Blame
"Regard everything that happens as if you had chosen it. If you cannot make a change, change the way you have been thinking. You might find a new solution.” —Marcus Aurelius
Today was challenging, and I’m trying to determine what the day was trying to teach me.
I’m teaching a class of 16 women how to use an IPad. Their ages are from 70-88. They’ve never seen an iPad and don’t know how to use any technology other than their cell phone which they can only answer when it rings. That is not meant to be a criticism, only a fact.
Five of the women only speak Spanish. I’ve been provided with an interpreter, meaning I have a table of 5 people in the room engaged in an ongoing conversation with the interpreter while I’m teaching the class. It’s a small room so that doesn’t go unnoticed by the rest of the class. But wait, there’s more.
The organizers of this project sent three people to the class today who have missed almost half of the class. They were asking questions that the rest of the class had already covered. They seemed to be oblivious to how this was slowing down the class and creating frustration among the other participants.
I could feel the tension rising in the room and was doing my best to bring it down when I noticed the interpreter, who is part of our team, becoming angry. She slammed her hands on the table and complained loudly about Apple IDs not being set up.
Then, my other teammate challenged me in front of the class and argued with me about what I was teaching. There’s more.
A woman who has been a very positive and engaged participant erupted in an angry, rude tirade about her resentment of the people who have come into the class so late.
The tension prevented any additional learning about the iPad for that day so I dismissed the class early.
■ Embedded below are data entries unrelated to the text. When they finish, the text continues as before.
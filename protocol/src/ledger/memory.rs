//! In-process ledger.
//!
//! Implements the identity program's rules over a couple of hash maps. Used
//! by tests, the CLI's offline mode and anyone who wants to exercise the
//! lifecycle without a chain. Faults can be queued to reproduce the awkward
//! cases a real network produces: refusals, timeouts that did or did not
//! land, dropped connections.

use async_trait::async_trait;
use chrono::Utc;
use parking_lot::{Mutex, RwLock};
use std::collections::{HashMap, VecDeque};
use std::time::Duration;
use tracing::debug;

use super::{LedgerError, LedgerEvent, LedgerService};
use crate::error::RejectReason;
use crate::identity::{
    derive_context_address, derive_root_address, Address, ContextIdentity, ContextType,
    PrivacyLevel, RootIdentity,
};

/// A failure to inject into the next mutating call.
#[derive(Debug, Clone, PartialEq, Eq)]
pub enum InjectedFault {
    /// Refuse the transaction without applying it.
    Reject(RejectReason),
    /// Time out before the transaction is applied.
    TimeoutBeforeApply,
    /// Apply the transaction, then report a timeout anyway.
    TimeoutAfterApply,
    /// Fail at the transport layer without applying anything.
    Unreachable,
}

#[derive(Default)]
struct LedgerState {
    /// Keyed by root address.
    roots: HashMap<Address, RootIdentity>,
    /// Keyed by context address.
    contexts: HashMap<Address, ContextIdentity>,
    events: Vec<LedgerEvent>,
}

/// A [`LedgerService`] backed by process memory.
#[derive(Default)]
pub struct InMemoryLedger {
    state: RwLock<LedgerState>,
    faults: Mutex<VecDeque<InjectedFault>>,
    latency: Mutex<Option<Duration>>,
}

impl InMemoryLedger {
    pub fn new() -> Self {
        Self::default()
    }

    /// Queue a fault. Faults are consumed in order, one per mutating call;
    /// reads are never faulted.
    pub fn inject(&self, fault: InjectedFault) {
        self.faults.lock().push_back(fault);
    }

    /// Delay every call by `latency`. `None` removes the delay.
    pub fn set_latency(&self, latency: Option<Duration>) {
        *self.latency.lock() = latency;
    }

    /// Everything emitted so far, oldest first.
    pub fn events(&self) -> Vec<LedgerEvent> {
        self.state.read().events.clone()
    }

    pub fn root_count(&self) -> usize {
        self.state.read().roots.len()
    }

    pub fn context_count(&self) -> usize {
        self.state.read().contexts.len()
    }

    async fn simulate_latency(&self) {
        let latency = *self.latency.lock();
        if let Some(latency) = latency {
            tokio::time::sleep(latency).await;
        }
    }

    /// Run one transaction against the state, honouring any queued fault.
    async fn transact<T>(
        &self,
        apply: impl FnOnce(&mut LedgerState) -> Result<T, LedgerError>,
    ) -> Result<T, LedgerError> {
        self.simulate_latency().await;

        let fault = self.faults.lock().pop_front();
        match fault {
            None => apply(&mut self.state.write()),
            Some(InjectedFault::Reject(reason)) => Err(LedgerError::Rejected(reason)),
            Some(InjectedFault::TimeoutBeforeApply) => Err(LedgerError::Timeout),
            Some(InjectedFault::TimeoutAfterApply) => {
                let landed = apply(&mut self.state.write());
                debug!(landed = landed.is_ok(), "injected timeout after apply");
                Err(LedgerError::Timeout)
            }
            Some(InjectedFault::Unreachable) => {
                Err(LedgerError::Unreachable("injected transport failure".into()))
            }
        }
    }
}

fn invalid_seed(err: impl std::fmt::Display) -> LedgerError {
    LedgerError::Rejected(RejectReason::Other(err.to_string()))
}

#[async_trait]
impl LedgerService for InMemoryLedger {
    async fn create_root(
        &self,
        owner: &Address,
        privacy_level: PrivacyLevel,
    ) -> Result<RootIdentity, LedgerError> {
        let derived = derive_root_address(owner).map_err(invalid_seed)?;
        let owner = *owner;

        self.transact(move |state| {
            if state.roots.contains_key(&derived.address) {
                return Err(LedgerError::Rejected(RejectReason::AccountAlreadyExists));
            }
            let now = Utc::now();
            let root = RootIdentity {
                owner,
                address: derived.address,
                bump: derived.bump,
                created_at: now,
                privacy_level,
                context_count: 0,
            };
            state.roots.insert(root.address, root.clone());
            state.events.push(LedgerEvent::RootIdentityCreated {
                owner,
                root: root.address,
                privacy_level,
                timestamp: now,
            });
            debug!(root = %root.address, "root identity created");
            Ok(root)
        })
        .await
    }

    async fn create_context(
        &self,
        root: &Address,
        context_type: ContextType,
        max_per_transaction: u64,
        privacy_level: PrivacyLevel,
    ) -> Result<ContextIdentity, LedgerError> {
        let root_address = *root;

        self.transact(move |state| {
            let LedgerState {
                roots,
                contexts,
                events,
            } = state;

            let root = roots
                .get_mut(&root_address)
                .ok_or(LedgerError::Rejected(RejectReason::NotFound))?;
            let index = root.next_context_index().map_err(invalid_seed)?;
            let derived =
                derive_context_address(&root_address, u64::from(index)).map_err(invalid_seed)?;
            if contexts.contains_key(&derived.address) {
                return Err(LedgerError::Rejected(RejectReason::AccountAlreadyExists));
            }

            let now = Utc::now();
            let context = ContextIdentity {
                address: derived.address,
                root: root_address,
                index,
                bump: derived.bump,
                context_type,
                privacy_level,
                created_at: now,
                max_per_transaction,
                total_spent: 0,
                revoked: false,
            };
            contexts.insert(context.address, context.clone());
            root.context_count += 1;
            events.push(LedgerEvent::ContextCreated {
                root: root_address,
                context: context.address,
                context_type,
                max_per_transaction,
                index,
                timestamp: now,
            });
            debug!(context = %context.address, index, "context created");
            Ok(context)
        })
        .await
    }

    async fn revoke_context(
        &self,
        root: &Address,
        index: u16,
    ) -> Result<ContextIdentity, LedgerError> {
        let root_address = *root;
        let derived =
            derive_context_address(&root_address, u64::from(index)).map_err(invalid_seed)?;

        self.transact(move |state| {
            let context = state
                .contexts
                .get_mut(&derived.address)
                .ok_or(LedgerError::Rejected(RejectReason::NotFound))?;
            if context.root != root_address {
                return Err(LedgerError::Rejected(RejectReason::ContextMismatch));
            }
            if context.revoked {
                return Err(LedgerError::Rejected(RejectReason::ContextAlreadyRevoked));
            }
            context.revoked = true;
            let revoked = context.clone();
            state.events.push(LedgerEvent::ContextRevoked {
                root: root_address,
                context: revoked.address,
                context_type: revoked.context_type,
                total_spent: revoked.total_spent,
                timestamp: Utc::now(),
            });
            debug!(context = %revoked.address, "context revoked");
            Ok(revoked)
        })
        .await
    }

    async fn fetch_root(&self, owner: &Address) -> Result<Option<RootIdentity>, LedgerError> {
        self.simulate_latency().await;
        let derived = derive_root_address(owner).map_err(invalid_seed)?;
        Ok(self.state.read().roots.get(&derived.address).cloned())
    }

    async fn fetch_context(
        &self,
        address: &Address,
    ) -> Result<Option<ContextIdentity>, LedgerError> {
        self.simulate_latency().await;
        Ok(self.state.read().contexts.get(address).cloned())
    }

    async fn record_spending(
        &self,
        context: &Address,
        amount: u64,
    ) -> Result<ContextIdentity, LedgerError> {
        let context_address = *context;

        self.transact(move |state| {
            let context = state
                .contexts
                .get_mut(&context_address)
                .ok_or(LedgerError::Rejected(RejectReason::NotFound))?;
            if context.revoked {
                return Err(LedgerError::Rejected(RejectReason::ContextRevoked));
            }
            if amount > context.max_per_transaction {
                return Err(LedgerError::Rejected(RejectReason::ExceedsTransactionLimit));
            }
            context.total_spent = context
                .total_spent
                .checked_add(amount)
                .ok_or(LedgerError::Rejected(RejectReason::SpendingOverflow))?;

            let updated = context.clone();
            state.events.push(LedgerEvent::SpendingRecorded {
                context: updated.address,
                amount,
                total_spent: updated.total_spent,
                timestamp: Utc::now(),
            });
            Ok(updated)
        })
        .await
    }

    async fn update_privacy_level(
        &self,
        owner: &Address,
        privacy_level: PrivacyLevel,
    ) -> Result<RootIdentity, LedgerError> {
        let derived = derive_root_address(owner).map_err(invalid_seed)?;

        self.transact(move |state| {
            let root = state
                .roots
                .get_mut(&derived.address)
                .ok_or(LedgerError::Rejected(RejectReason::NotFound))?;
            let old_level = root.privacy_level;
            root.privacy_level = privacy_level;
            let updated = root.clone();
            state.events.push(LedgerEvent::PrivacyLevelUpdated {
                root: updated.address,
                old_level,
                new_level: privacy_level,
                timestamp: Utc::now(),
            });
            Ok(updated)
        })
        .await
    }
}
On the way home, I was in full-blame mode - blaming my co-workers, the students, and the organizers of the class. I was working up a lot of anger and fantasizing about what I was going to say to the woman who challenged me and everyone else who had a part in disrupting the class. I was questioning their character, intelligence, discipline, and lack of professionalism.
Blaming can offer temporary comfort. I can pull myself up in all of my perceived superiority and feed my ego which craves and demands superiority. My ego was a greater problem than what happened in the class.
"Blame is simply the discharging of discomfort and pain. It has an inverse relationship with accountability. Accountability by definition is a vulnerable process. It means calling yourself out. Blame is simply the easy way out.” —Brene Brown
At this old age of 81, I’ve made some progress in taming my ego, or at least I thought I had made progress. Of course, the fact that I'm praising myself for taming my ego is a sign that I haven’t succeeded in that task. And now it’s just as soft and protective as it was when I was a teenager.
I did not like this part of myself that was waking up. Maybe this is what is meant by our shadow, that part of ourselves that we don't want to reveal to the world or even to ourselves.
The ego is the filter through which we see everything. What would it be like if I could see things as they actually are, not as how they affect me?
I reminded myself of some advice I gave the class to help them deal with their frustration and anxiety about learning technology: Everything is a lesson and everybody is a teacher. Whatever happens, good or bad, is there to teach us something if we’re open to learning.
Maybe I should take my own advice. What do I need to learn from this? Instead of blaming others, I started asking myself some questions.
What role did I play in that situation? No self-blame, just explore if I might have contributed in some way. When I got out of the “What did you do?” question and into the “What did I do, or not do?” question, I could see some things that I could have done differently. I’m becoming my own therapist asking questions that lead me to the threshold of my own understanding. Everything is a lesson and everybody is a teacher. Now, I’m allowing the situation to be a lesson and those people to be my teachers.
According to David Cooperrider, the author of Appreciative Inquiry, we create our world by the questions we ask.
Let me ask another question. Why bother? Brene Brown’s advice is hard. Blaming is easy. Why not just stay in the blaming mode, continue to feed my ego, and feel superior to others? My answer to that question is that unless we believe that we have a soul behind our ego that is calling us toward love, we will not bother.
Richard Rohr, a Christian Mystic and one of the great spiritual teachers of our time has written and thought deeply about love. He is the same age as me. When most people our age have settled into their own baked-in opinions about everything, he is still on his own Hero’s Journey into his soul.
It’s recognizing, “Richard, you don’t know how to love at all” that keeps me on the path of love. Constant failure at loving is ironically and paradoxically what keeps us learning how to love. When we think we’re there, there’s nothing to learn. —Richard Rohr
I talked myself off the ledge on the way home and thought about how to turn this into a positive, learning experience for me and, hopefully, for others.